Sources and preparation of brain homogenates.
The naturally infected captive mule deer isolates D10 and Db99, the 7378 elk isolate and the CWD pool have been described previously (Browning et al., 2004). The 132 M/M (isolate ID# 99W12389), 132 M/L (isolate ID# 03W3297) and 132 L/L (isolate ID# 03W3355) CWD-infected elk of defined PRNP genotypes were captive animals from the Wyoming Game and Fish Department's Sybille Wildlife Research Unit (Supplementary Material available in JGV Online). The SSBP/1 isolate originated as a homogenate of three natural scrapie brains subsequently passaged mostly through Cheviot sheep at the Neuropathogensis Unit, Edinburgh, UK (Dickinson et al., 1989). Homogenates (10 %, w/v) in PBS lacking calcium and magnesium ions, of cervid, sheep and mouse brain homogenates, were prepared by repeated extrusion through an 18-gauge followed by a 21-gauge syringe needle.

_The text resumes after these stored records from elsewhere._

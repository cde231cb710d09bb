//! The inference engine collaborator.
//!
//! [`SttEngine::transcribe`] takes `&mut self`: an engine is assumed not to be
//! reentrant, and the only way to call it is through exclusive access, which
//! the [`InferenceDispatcher`](crate::stt::InferenceDispatcher) provides with
//! one process-wide mutex.
//!
//! * [`WhisperEngine`]: whisper-rs model loaded once, one decoder state
//!   reused for every window.
//! * [`NoModelStt`]: stands in when the model could not be loaded.
//! * `MockSttEngine`: test double (`#[cfg(test)]` only).

use std::path::Path;

use thiserror::Error;
use whisper_rs::{FullParams, WhisperContext, WhisperContextParameters, WhisperState};

use crate::stt::transcribe::TranscribeParams;

// ---------------------------------------------------------------------------
// SttError
// ---------------------------------------------------------------------------

#[derive(Debug, Clone, Error)]
pub enum SttError {
    #[error("Model not found: {0}")]
    ModelNotFound(String),

    /// whisper-rs rejected the model file or could not allocate decoder state.
    #[error("Model load failed: {0}")]
    ModelLoad(String),

    #[error("Inference failed: {0}")]
    Inference(String),

    /// The window is outside what the engine accepts.
    #[error(
        "Window of {samples} samples is outside the accepted range {}..={}",
        MIN_AUDIO_SAMPLES,
        MAX_AUDIO_SAMPLES
    )]
    WindowLength { samples: usize },
}

// ---------------------------------------------------------------------------
// SttEngine
// ---------------------------------------------------------------------------

/// Synchronous, CPU-bound speech-to-text.
///
/// `audio` is 16 kHz mono `f32` in `[-1, 1]`.  Calls block for the whole
/// inference pass; run them on a blocking thread.
pub trait SttEngine: Send {
    fn transcribe(&mut self, audio: &[f32]) -> Result<String, SttError>;
}

/// 0.5 s at 16 kHz.
pub(crate) const MIN_AUDIO_SAMPLES: usize = 8_000;
/// 60 s at 16 kHz.
pub(crate) const MAX_AUDIO_SAMPLES: usize = 960_000;

pub(crate) fn check_audio_len(audio: &[f32]) -> Result<(), SttError> {
    if (MIN_AUDIO_SAMPLES..=MAX_AUDIO_SAMPLES).contains(&audio.len()) {
        Ok(())
    } else {
        Err(SttError::WindowLength {
            samples: audio.len(),
        })
    }
}

// ---------------------------------------------------------------------------
// WhisperEngine
// ---------------------------------------------------------------------------

/// whisper.cpp via whisper-rs.
///
/// The context (model weights) and one decoder state are created at load
/// time; each call reruns the state on the new window.
pub struct WhisperEngine {
    state: WhisperState,
    _ctx: WhisperContext,
    params: TranscribeParams,
}

// SAFETY: whisper-rs marks both handles Send; the engine is only ever used
// from one thread at a time through `&mut self`.
unsafe impl Send for WhisperEngine {}

impl std::fmt::Debug for WhisperEngine {
    fn fmt(&self, f: &mut std::fmt::Formatter<'_>) -> std::fmt::Result {
        f.debug_struct("WhisperEngine")
            .field("params", &self.params)
            .finish_non_exhaustive()
    }
}

impl WhisperEngine {
    /// Load the GGML model at `model_path`.
    ///
    /// Fails with [`SttError::ModelNotFound`] when the file is missing and
    /// [`SttError::ModelLoad`] when whisper-rs cannot use it.
    pub fn load(model_path: impl AsRef<Path>, params: TranscribeParams) -> Result<Self, SttError> {
        let path = model_path.as_ref();
        if !path.is_file() {
            return Err(SttError::ModelNotFound(path.display().to_string()));
        }
        let path_str = path
            .to_str()
            .ok_or_else(|| SttError::ModelLoad(format!("non-UTF-8 path: {}", path.display())))?;

        let ctx = WhisperContext::new_with_params(path_str, WhisperContextParameters::default())
            .map_err(|e| SttError::ModelLoad(e.to_string()))?;
        let state = ctx
            .create_state()
            .map_err(|e| SttError::ModelLoad(e.to_string()))?;

        Ok(Self {
            state,
            _ctx: ctx,
            params,
        })
    }
}

impl SttEngine for WhisperEngine {
    fn transcribe(&mut self, audio: &[f32]) -> Result<String, SttError> {
        check_audio_len(audio)?;

        let mut fp = FullParams::new(self.params.strategy.to_whisper());
        fp.set_language(self.params.language_hint());
        fp.set_n_threads(self.params.n_threads);
        // The state is shared by every session; no prompt carry-over between windows.
        fp.set_no_context(true);
        fp.set_print_progress(false);
        fp.set_print_realtime(false);
        fp.set_print_special(false);
        fp.set_print_timestamps(false);

        let inference = |e: whisper_rs::WhisperError| SttError::Inference(e.to_string());
        self.state.full(fp, audio).map_err(inference)?;

        let count = self.state.full_n_segments().map_err(inference)?;
        let mut text = String::new();
        for i in 0..count {
            text.push_str(&self.state.full_get_segment_text(i).map_err(inference)?);
        }
        Ok(text)
    }
}

// ---------------------------------------------------------------------------
// NoModelStt
// ---------------------------------------------------------------------------

/// Engine used when the model file could not be loaded at startup.
///
/// Every call fails with [`SttError::ModelNotFound`], which sessions surface
/// as a degraded text frame instead of refusing connections.
#[derive(Debug, Clone)]
pub struct NoModelStt {
    path: String,
}

impl NoModelStt {
    pub fn new(path: impl Into<String>) -> Self {
        Self { path: path.into() }
    }
}

impl SttEngine for NoModelStt {
    fn transcribe(&mut self, _audio: &[f32]) -> Result<String, SttError> {
        Err(SttError::ModelNotFound(self.path.clone()))
    }
}

// ---------------------------------------------------------------------------
// MockSttEngine  (test-only)
// ---------------------------------------------------------------------------


#[cfg(test)]
pub use mock::MockSttEngine;

// ---------------------------------------------------------------------------
// Tests
// ---------------------------------------------------------------------------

Determination of incubation periods.
Groups of anaesthetized mice were inoculated intracerebrally with 30 µl 1 % brain extracts prepared in PBS. Inoculated mice were diagnosed with prion disease following the progressive development of at least three signs including truncal ataxia, plastic tail, loss of extensor reflex, difficultly righting and slowed movement. The time from inoculation to the onset of clinical signs is referred to as the incubation period.
Analysis of PrP in CNS.
For PrP analysis in brain extracts, total protein content from 10 % brain homogenates prepared in PBS was determined by bicinchoninic acid assay (Pierce Biotechnology). Brain extracts were either untreated or treated with 40 µg proteinase K (PK) ml–1 for 1 h at 37 °C in the presence of 2 % Sarkosyl and the reaction was terminated with 4 mM PMSF. Proteins were separated by SDS-PAGE, electrophoretically transferred to PVDF-FL membranes (Millipore) that were probed with mAb 6H4 or the Hum-P anti-PrP recombinant Fab (Safar et al., 2002) followed by horseradish peroxidase-conjugated sheep anti-mouse IgG or goat anti-human secondary antibody, respectively, developed using ECL-plus detection (Amersham), and analysed using a FLA-5000 scanner (Fuji). In some cases mice exhibiting neurological dysfunction were humanely killed and their brains were immediately frozen on dry ice. Histoblots of 10 µm thick cryostat sections were generated and transferred to nitrocellulose as described previously (Taraboulos et al., 1992). Histoblots were immunostained with the Hum-P anti-PrP recombinant Fab followed by alkaline phosphatase-conjugated goat anti-human secondary antibody. PrPSc in brain homogenates of terminally sick mice was also analysed by a modified conformational stability assay (Peretz et al., 2002; Scott et al., 2005). Analysis of PrP in the brains of Tg mice by immunohistochemistry was performed as described previously (Muramoto et al., 1997) by using anti-PrP mAb 6H4 as the primary antibody and IgG1 biotinylated goat anti-mouse as the secondary antibody (Southern Biotech). Digitized images for figures were obtained by using a Nikon Eclipse E600 microscope equipped with a Nikon DMX 1200F digital camera, and Metamorph software to view and photograph slides.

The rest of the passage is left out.